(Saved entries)
*** Block opens ***
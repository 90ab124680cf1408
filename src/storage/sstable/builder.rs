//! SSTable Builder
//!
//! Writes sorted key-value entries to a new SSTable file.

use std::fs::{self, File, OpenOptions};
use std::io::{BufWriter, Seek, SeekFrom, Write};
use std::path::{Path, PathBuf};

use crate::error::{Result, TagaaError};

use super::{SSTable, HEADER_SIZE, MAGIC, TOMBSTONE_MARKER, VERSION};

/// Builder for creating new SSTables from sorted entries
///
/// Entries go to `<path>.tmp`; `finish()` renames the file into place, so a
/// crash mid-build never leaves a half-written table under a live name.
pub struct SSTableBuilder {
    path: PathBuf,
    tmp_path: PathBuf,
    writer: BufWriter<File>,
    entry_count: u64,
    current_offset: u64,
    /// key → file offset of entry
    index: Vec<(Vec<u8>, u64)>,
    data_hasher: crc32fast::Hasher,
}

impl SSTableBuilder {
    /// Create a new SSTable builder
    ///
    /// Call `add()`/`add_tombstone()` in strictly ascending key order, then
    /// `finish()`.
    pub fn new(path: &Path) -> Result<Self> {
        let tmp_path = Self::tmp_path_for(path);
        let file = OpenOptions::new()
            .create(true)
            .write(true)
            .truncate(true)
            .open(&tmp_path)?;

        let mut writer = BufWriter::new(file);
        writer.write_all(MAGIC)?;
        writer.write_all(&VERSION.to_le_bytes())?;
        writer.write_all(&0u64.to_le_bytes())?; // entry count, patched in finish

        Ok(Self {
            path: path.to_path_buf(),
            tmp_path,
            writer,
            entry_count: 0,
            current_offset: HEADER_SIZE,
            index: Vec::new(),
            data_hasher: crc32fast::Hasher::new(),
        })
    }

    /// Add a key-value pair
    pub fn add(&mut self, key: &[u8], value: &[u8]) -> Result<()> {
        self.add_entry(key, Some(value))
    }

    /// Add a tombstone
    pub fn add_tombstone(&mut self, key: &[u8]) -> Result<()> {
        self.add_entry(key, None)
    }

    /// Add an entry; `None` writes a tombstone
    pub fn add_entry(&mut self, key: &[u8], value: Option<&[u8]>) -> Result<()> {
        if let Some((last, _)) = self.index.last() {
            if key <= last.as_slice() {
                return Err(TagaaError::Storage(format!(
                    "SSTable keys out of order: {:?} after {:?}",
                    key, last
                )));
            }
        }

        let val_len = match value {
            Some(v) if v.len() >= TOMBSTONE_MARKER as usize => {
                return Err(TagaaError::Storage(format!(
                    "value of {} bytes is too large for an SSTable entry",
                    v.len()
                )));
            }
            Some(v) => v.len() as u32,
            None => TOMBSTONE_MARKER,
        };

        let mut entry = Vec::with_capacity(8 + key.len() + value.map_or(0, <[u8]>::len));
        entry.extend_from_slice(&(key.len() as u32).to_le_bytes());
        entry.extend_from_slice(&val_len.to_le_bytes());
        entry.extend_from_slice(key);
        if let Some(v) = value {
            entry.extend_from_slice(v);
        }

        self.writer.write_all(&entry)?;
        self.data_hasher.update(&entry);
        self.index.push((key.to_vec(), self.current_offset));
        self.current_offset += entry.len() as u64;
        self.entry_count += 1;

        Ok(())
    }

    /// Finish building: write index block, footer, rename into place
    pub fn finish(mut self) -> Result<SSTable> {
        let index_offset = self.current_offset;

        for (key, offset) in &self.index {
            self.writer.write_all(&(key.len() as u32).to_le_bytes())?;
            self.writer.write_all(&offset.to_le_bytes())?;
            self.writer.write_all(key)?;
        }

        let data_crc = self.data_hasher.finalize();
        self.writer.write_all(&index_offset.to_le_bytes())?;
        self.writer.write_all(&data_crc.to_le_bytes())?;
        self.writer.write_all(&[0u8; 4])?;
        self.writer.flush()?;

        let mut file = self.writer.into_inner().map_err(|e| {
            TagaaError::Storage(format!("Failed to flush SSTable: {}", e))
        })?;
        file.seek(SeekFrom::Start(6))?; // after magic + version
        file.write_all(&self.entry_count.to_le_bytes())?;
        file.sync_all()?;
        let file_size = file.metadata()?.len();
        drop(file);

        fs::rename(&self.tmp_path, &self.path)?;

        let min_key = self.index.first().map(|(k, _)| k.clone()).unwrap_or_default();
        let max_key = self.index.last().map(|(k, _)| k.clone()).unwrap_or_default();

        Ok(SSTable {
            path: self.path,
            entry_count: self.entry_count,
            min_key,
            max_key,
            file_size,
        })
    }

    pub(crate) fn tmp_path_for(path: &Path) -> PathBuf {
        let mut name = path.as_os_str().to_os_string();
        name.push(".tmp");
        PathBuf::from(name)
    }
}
*** Block closes ***
*** Block opens ***
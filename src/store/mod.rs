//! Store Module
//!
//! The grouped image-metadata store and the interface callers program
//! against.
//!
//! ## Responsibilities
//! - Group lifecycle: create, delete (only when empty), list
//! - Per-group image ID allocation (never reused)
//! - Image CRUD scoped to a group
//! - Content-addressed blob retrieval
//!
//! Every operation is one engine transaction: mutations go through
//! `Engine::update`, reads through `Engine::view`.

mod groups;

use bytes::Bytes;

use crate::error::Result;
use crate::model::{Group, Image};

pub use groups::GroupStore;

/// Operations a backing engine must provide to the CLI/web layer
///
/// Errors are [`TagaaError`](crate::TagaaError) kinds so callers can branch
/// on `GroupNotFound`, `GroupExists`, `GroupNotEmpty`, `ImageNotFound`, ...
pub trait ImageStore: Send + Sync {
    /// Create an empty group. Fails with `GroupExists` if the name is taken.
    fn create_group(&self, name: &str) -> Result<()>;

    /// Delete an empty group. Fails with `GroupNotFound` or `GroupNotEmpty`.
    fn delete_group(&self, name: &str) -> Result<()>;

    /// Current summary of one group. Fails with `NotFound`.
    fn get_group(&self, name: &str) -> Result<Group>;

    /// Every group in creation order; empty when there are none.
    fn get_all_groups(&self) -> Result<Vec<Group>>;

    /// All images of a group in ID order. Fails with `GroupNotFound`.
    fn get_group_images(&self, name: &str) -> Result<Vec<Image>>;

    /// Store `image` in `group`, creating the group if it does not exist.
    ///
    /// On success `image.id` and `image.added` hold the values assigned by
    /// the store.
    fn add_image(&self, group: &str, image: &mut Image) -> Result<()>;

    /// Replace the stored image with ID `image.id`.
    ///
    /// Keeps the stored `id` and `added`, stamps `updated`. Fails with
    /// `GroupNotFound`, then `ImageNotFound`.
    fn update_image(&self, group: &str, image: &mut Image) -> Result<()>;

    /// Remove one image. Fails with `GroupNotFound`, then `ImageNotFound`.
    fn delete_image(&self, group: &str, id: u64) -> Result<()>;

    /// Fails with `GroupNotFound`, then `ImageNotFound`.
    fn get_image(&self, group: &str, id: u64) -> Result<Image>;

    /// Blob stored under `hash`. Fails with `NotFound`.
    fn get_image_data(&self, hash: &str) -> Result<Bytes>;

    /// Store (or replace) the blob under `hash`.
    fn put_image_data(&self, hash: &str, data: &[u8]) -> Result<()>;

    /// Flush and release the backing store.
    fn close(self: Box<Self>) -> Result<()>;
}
*** Block closes ***
> **Problem description**:
All that is wanted is an exact copy of the lines above from the one with "repository 90ab124680cf1408" through the one with "let mut writer", with both ends included.

> **Solution to this task**:
repository 90ab124680cf1408
filename src/storage/sstable/builder.rs
//! SSTable Builder
//!
//! Writes sorted key-value entries to a new SSTable file.

use std::fs::{self, File, OpenOptions};
use std::io::{BufWriter, Seek, SeekFrom, Write};
use std::path::{Path, PathBuf};

use crate::error::{Result, TagaaError};

use super::{SSTable, HEADER_SIZE, MAGIC, TOMBSTONE_MARKER, VERSION};

/// Builder for creating new SSTables from sorted entries
///
/// Entries go to `<path>.tmp`; `finish()` renames the file into place, so a
/// crash mid-build never leaves a half-written table under a live name.
pub struct SSTableBuilder {
    path: PathBuf,
    tmp_path: PathBuf,
    writer: BufWriter<File>,
    entry_count: u64,
    current_offset: u64,
    /// key → file offset of entry
    index: Vec<(Vec<u8>, u64)>,
    data_hasher: crc32fast::Hasher,
}

impl SSTableBuilder {
    /// Create a new SSTable builder
    ///
    /// Call `add()`/`add_tombstone()` in strictly ascending key order, then
    /// `finish()`.
    pub fn new(path: &Path) -> Result<Self> {
        let tmp_path = Self::tmp_path_for(path);
        let file = OpenOptions::new()
            .create(true)
            .write(true)
            .truncate(true)
            .open(&tmp_path)?;

        let mut writer = BufWriter::new(file);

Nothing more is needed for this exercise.